これらの「動かない」海綿動物には、どうやら行くべき場所があったようだ

これらの「動かない」海綿動物には、どうやら行くべき場所があったようだ

硬い構造と付属肢の欠如から、海綿動物は動物というより、植物や菌類のように見えるかもしれません。長い間、基本的に動かないと考えられてきましたが、北極海の海底に海綿動物の足跡が残されているのが目撃されています。これは、科学者がこれまで考えていた以上に多くの活動を行っている証拠です。

これらの痕跡は、海綿動物の針状体(スポンジの硬い部分)でできています。針状体はスポンジの柔らかい組織を保護し、生物の構造を支えています。針状体は一般的にとげとげしており、一部の海綿動物の種ではジャックのように見えることがあります。海底をすりおろすチーズのように、海綿動物は移動する際に自らの断片を残していきました。研究者たちは本日、この研究結果をCurrent Biology誌に発表しました。

「海底一面に海綿の針状体と海綿動物の厚い層が覆っていたため、海底が一体何なのか分からなかった」と、アルフレッド・ウェゲナー・ヘルムホルツ極地海洋研究センターの深海生態学者で、本研究の共著者であるオータン・パーサー氏はメールで述べた。
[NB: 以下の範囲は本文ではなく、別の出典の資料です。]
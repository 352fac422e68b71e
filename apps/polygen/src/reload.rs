//! Live limits reload over a named FIFO.
//!
//! Writing the literal line `reload_limits` to the well-known FIFO
//! arms a reload; the control loop re-reads the limits JSON at its
//! next tick. The FIFO is created at startup if absent.

use nix::sys::stat::Mode;
use std::path::PathBuf;
use std::sync::atomic::{AtomicBool, Ordering};
use std::sync::Arc;
use std::time::Duration;
use tokio::io::AsyncReadExt;
use tokio::task::JoinHandle;
use tokio_util::sync::CancellationToken;

pub const RELOAD_COMMAND: &str = "reload_limits";

/// Create the FIFO if needed and watch it for reload commands.
///
/// # Errors
/// FIFO creation failure (other than it already existing).
pub fn spawn_reload_listener(path: PathBuf, armed: Arc<AtomicBool>, cancel: CancellationToken) -> std::io::Result<JoinHandle<()>> {
	match nix::unistd::mkfifo(&path, Mode::S_IRUSR | Mode::S_IWUSR | Mode::S_IWGRP | Mode::S_IWOTH) {
		Ok(()) => {}
		Err(nix::errno::Errno::EEXIST) => {}
		Err(errno) => return Err(std::io::Error::from(errno)),
	}
	Ok(tokio::spawn(watch_fifo(path, armed, cancel)))
}

async fn watch_fifo(path: PathBuf, armed: Arc<AtomicBool>, cancel: CancellationToken) {
	loop {
		if cancel.is_cancelled() {
			return;
		}
		let receiver = match tokio::net::unix::pipe::OpenOptions::new().open_receiver(&path) {
			Ok(receiver) => receiver,
			Err(err) => {
				tracing::warn!(%err, path = %path.display(), "cannot open reload FIFO");
				tokio::select! {
					() = cancel.cancelled() => return,
					() = tokio::time::sleep(Duration::from_secs(5)) => continue,
				}
			}
		};
		read_commands(receiver, &armed, &cancel).await;
		// Read error; back off before reopening.
		tokio::select! {
			() = cancel.cancelled() => return,
			() = tokio::time::sleep(Duration::from_millis(200)) => {}
		}
	}
}

async fn read_commands(mut receiver: tokio::net::unix::pipe::Receiver, armed: &Arc<AtomicBool>, cancel: &CancellationToken) {
	let mut pending = String::new();
	let mut buf = [0_u8; 256];
	loop {
		let read = tokio::select! {
			() = cancel.cancelled() => return,
			read = receiver.read(&mut buf) => read,
		};
		match read {
			Ok(0) => {
				// No writers right now. Keep the read end open so a
				// writer's open never races our close, and poll.
				tokio::select! {
					() = cancel.cancelled() => return,
					() = tokio::time::sleep(Duration::from_millis(100)) => {}
				}
			}
			Ok(n) => {
				pending.push_str(&String::from_utf8_lossy(&buf[..n]));
				while let Some(pos) = pending.find('\n') {
					let line = pending[..pos].trim().to_string();
					pending.drain(..=pos);
					if line == RELOAD_COMMAND {
						tracing::info!("limits reload armed");
						armed.store(true, Ordering::Release);
					} else if !line.is_empty() {
						tracing::warn!(line, "unknown reload FIFO command");
					}
				}
			}
			Err(err) => {
				tracing::warn!(%err, "reload FIFO read error");
				return;
			}
		}
	}
}

#[cfg(test)]
mod tests {
	use super::*;
	use std::io::Write;

	#[tokio::test]
	async fn test_reload_command_arms_the_flag() {
		let dir = tempfile::tempdir().unwrap();
		let path = dir.path().join("reload.fifo");
		let armed = Arc::new(AtomicBool::new(false));
		let cancel = CancellationToken::new();
		let task = spawn_reload_listener(path.clone(), Arc::clone(&armed), cancel.clone()).unwrap();

		// FIFO opens block until a reader exists, so write from a
		// blocking thread.
		let writer_path = path.clone();
		tokio::task::spawn_blocking(move || {
			let mut fifo = std::fs::OpenOptions::new().write(true).open(&writer_path).unwrap();
			writeln!(fifo, "reload_limits").unwrap();
		})
		.await
		.unwrap();

		let mut ok = false;
		for _ in 0..100 {
			if armed.load(Ordering::Acquire) {
				ok = true;
				break;
			}
			tokio::time::sleep(Duration::from_millis(10)).await;
		}
		assert!(ok, "reload flag never armed");

		cancel.cancel();
		task.await.unwrap();
	}

	#[tokio::test]
	async fn test_unknown_command_is_ignored() {
		let dir = tempfile::tempdir().unwrap();
		let path = dir.path().join("reload.fifo");
		let armed = Arc::new(AtomicBool::new(false));
		let cancel = CancellationToken::new();
		let task = spawn_reload_listener(path.clone(), Arc::clone(&armed), cancel.clone()).unwrap();

		let writer_path = path.clone();
		tokio::task::spawn_blocking(move || {
			let mut fifo = std::fs::OpenOptions::new().write(true).open(&writer_path).unwrap();
			writeln!(fifo, "do_something_else").unwrap();
		})
		.await
		.unwrap();

		tokio::time::sleep(Duration::from_millis(100)).await;
		assert!(!armed.load(Ordering::Acquire));

		cancel.cancel();
		task.await.unwrap();
	}
}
「海綿動物は、スタニスワフ・レムの物語に出てくるような、果てしなく続く生命の平原を思い起こさせた」

一見すると、海綿動物はだるそうというよりは、完全に静止しているように見える。(あまり動かないのを責められるだろうか?特に極地の深海に生息する海綿動物は、恐ろしく冷たい水と真っ暗闇の中で生活しなければならないからだ。)幼生期には移動できるが、成体は一般的に固着性であると考えられてきた。海綿動物には移動専用の筋肉がないため、実験室環境での移動は、体の一部を伸縮させることで行われてきた。野生では、海綿動物は餌やより住みやすい場所を探すため、あるいは子孫に生存のチャンスを与えるために移動しているのではないかと研究者らは示唆している。

「成虫になった海綿動物は、幼生期を終えて定着した場所を最大限に活用しなければならないと考えていました」とパーサー氏は述べた。「しかし今では、現在の環境に満足できない種は、より良い環境を求めてゆっくりと移動したり、あるいは子孫にスペースを与えたりする可能性があるようです。」

パーサー氏は後者を疑っている。研究チームは2016年、調査船ポーラーシュテルンに搭載されたチタン製そりにカメラを搭載し、海綿動物を観察した。幅3フィート(約90センチ)を超えるものから、直径1.5センチ(約1.2センチ)未満のものまで、様々なサイズと種の海綿動物を記録した。400枚以上の画像には針状の痕跡が写っており、幼生の海綿動物は移動を続ける成体海綿動物の後に見られる傾向があった。これは、成体が幼生に息継ぎの場を与えるために他の場所へ移動しているという考えを裏付けるものだ。

深海の海綿とその軌跡。
深海海綿とその航跡。写真:AWI OFOBSチーム、PS101

「ある意味、これは南極海域に関する他の研究結果と完全に結びついていると思います」と、チリ南極研究所の生物学者で、今回の論文には関わっていないセサル・カルデナス・アラルコン氏はメールで述べた。「極地の海綿動物の移動に関するこの素晴らしい研究は、極地底生生物群集の主要メンバーである海綿動物が、このような極限環境で生き残るために用いるメカニズムを理解するためのパズルのピースの一つに過ぎません。」

海綿動物は、約5億5000万年前のカンブリア紀に生物多様性が爆発的に増加した以前に誕生した、極めて古い動物群です。その長い歴史にもかかわらず、彼らの生態の秘密は未だ解明されていません。おそらく、火星のように人間とはかけ離れた環境に生息しているからでしょう。